Foi. Fidel e Raúl são tão presentes aqui que são onipresentes. Não precisava mencioná-los.

A Cuba dos Castro, ela também, pode um dia desaparecer “como poeira ao vento”?

Só o futuro dirá. Há, fora daqui, a percepção de que a sociedade cubana parou no tempo, pois o sistema político e econômico segue sendo o mesmo, mas isso não poderia ser mais equivocado. Ela mudou, e muito, especialmente nos últimos 20 anos, com a revolução tecnológica da informação. E continuaremos mudando. A água sempre passará por cima das pedras, o processo evolutivo é inevitável e Cuba não é exceção.

O senhor tem muitos leitores cativos no Brasil. Lê o que é produzido aqui?

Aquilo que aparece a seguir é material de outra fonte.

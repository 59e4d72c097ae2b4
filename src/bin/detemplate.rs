//! Command-line interface for detemplate
//! Rewrites template literals in the given files (or the configured targets) into
//! string concatenation.
//!
//! Usage:
//!   detemplate                                  - Convert the configured targets in place
//!   detemplate `<paths>...`                     - Convert the given files instead
//!   detemplate --strategy scanner `<path>`      - Use the brace-aware scanner
//!   detemplate --output stdout `<path>`         - Print the result, write nothing

use clap::{Arg, ArgAction, Command};
use detemplate::{Runner, COMPLETION_MESSAGE};
use detemplate_config::{Loader, Setting};
use std::path::PathBuf;
use tracing_subscriber::EnvFilter;

fn main() {
    let matches = Command::new("detemplate")
        .version(env!("CARGO_PKG_VERSION"))
        .about("Rewrite template literals into string concatenation")
        .arg(
            Arg::new("paths")
                .help("Files to convert (default: targets.paths from configuration)")
                .num_args(0..)
                .index(1),
        )
        .arg(
            Arg::new("config")
                .long("config")
                .short('c')
                .help("Configuration file layered over the defaults"),
        )
        .arg(
            Arg::new("strategy")
                .long("strategy")
                .short('s')
                .help("Conversion strategy")
                .value_parser(["regex", "scanner"]),
        )
        .arg(
            Arg::new("output")
                .long("output")
                .short('o')
                .help("Where converted text goes")
                .value_parser(["in-place", "suffix", "stdout"]),
        )
        .arg(
            Arg::new("suffix")
                .long("suffix")
                .allow_hyphen_values(true)
                .help("Suffix inserted before the extension in suffix mode (e.g., '-fixed')"),
        )
        .arg(
            Arg::new("report")
                .long("report")
                .short('r')
                .help("Summary format printed after a successful run")
                .value_parser(["text", "json"])
                .default_value("text"),
        )
        .arg(
            Arg::new("verbose")
                .long("verbose")
                .short('v')
                .help("Log each converted file")
                .action(ArgAction::SetTrue),
        )
        .get_matches();

    init_logging(matches.get_flag("verbose"));

    let mut loader = Loader::new().with_project_dir(".");
    if let Some(path) = matches.get_one::<String>("config") {
        loader = loader.with_file(path);
    }
    for setting in Setting::ALL {
        if let Some(value) = matches.get_one::<String>(setting.flag()) {
            loader = loader
                .with_setting(setting, value)
                .unwrap_or_else(|e| fail(format!("Invalid --{}: {}", setting.flag(), e)));
        }
    }
    let config = loader
        .build()
        .unwrap_or_else(|e| fail(format!("Configuration error: {}", e)));

    let mut runner = Runner::from_config(&config);
    if let Some(paths) = matches.get_many::<String>("paths") {
        runner = runner.with_targets(paths.map(PathBuf::from));
    }

    let report = runner.run().unwrap_or_else(|e| fail(e.to_string()));

    // With --output stdout the converted text owns stdout.
    let to_stderr = matches!(runner.output(), detemplate::OutputMode::Stdout);
    let summary = match matches.get_one::<String>("report").map(String::as_str) {
        Some("json") => report
            .to_json()
            .unwrap_or_else(|e| fail(format!("Error formatting report: {}", e))),
        _ => COMPLETION_MESSAGE.to_string(),
    };
    if to_stderr {
        eprintln!("{}", summary);
    } else {
        println!("{}", summary);
    }
}

fn init_logging(verbose: bool) {
    let filter = EnvFilter::try_from_default_env()
        .unwrap_or_else(|_| EnvFilter::new(if verbose { "info" } else { "warn" }));
    let _ = tracing_subscriber::fmt()
        .with_env_filter(filter)
        .with_writer(std::io::stderr)
        .with_target(false)
        .try_init();
}

fn fail(message: String) -> ! {
    eprintln!("Error: {}", message);
    std::process::exit(1);
}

Muito menos do que gostaria. Releio sempre que posso Rubem Fonseca, que teve importância central para mim. Ele foi modelo para esta literatura aparentemente policial, mas que também é social e exercício literário. O que escrevemos não tem por objetivo resolver um mistério, mas sim revelar uma realidade específica. Também adoro a Patrícia Melo e o Chico Buarque. Li tudo dele que chegou em minhas mãos e não vejo a hora de ler os novos contos dele.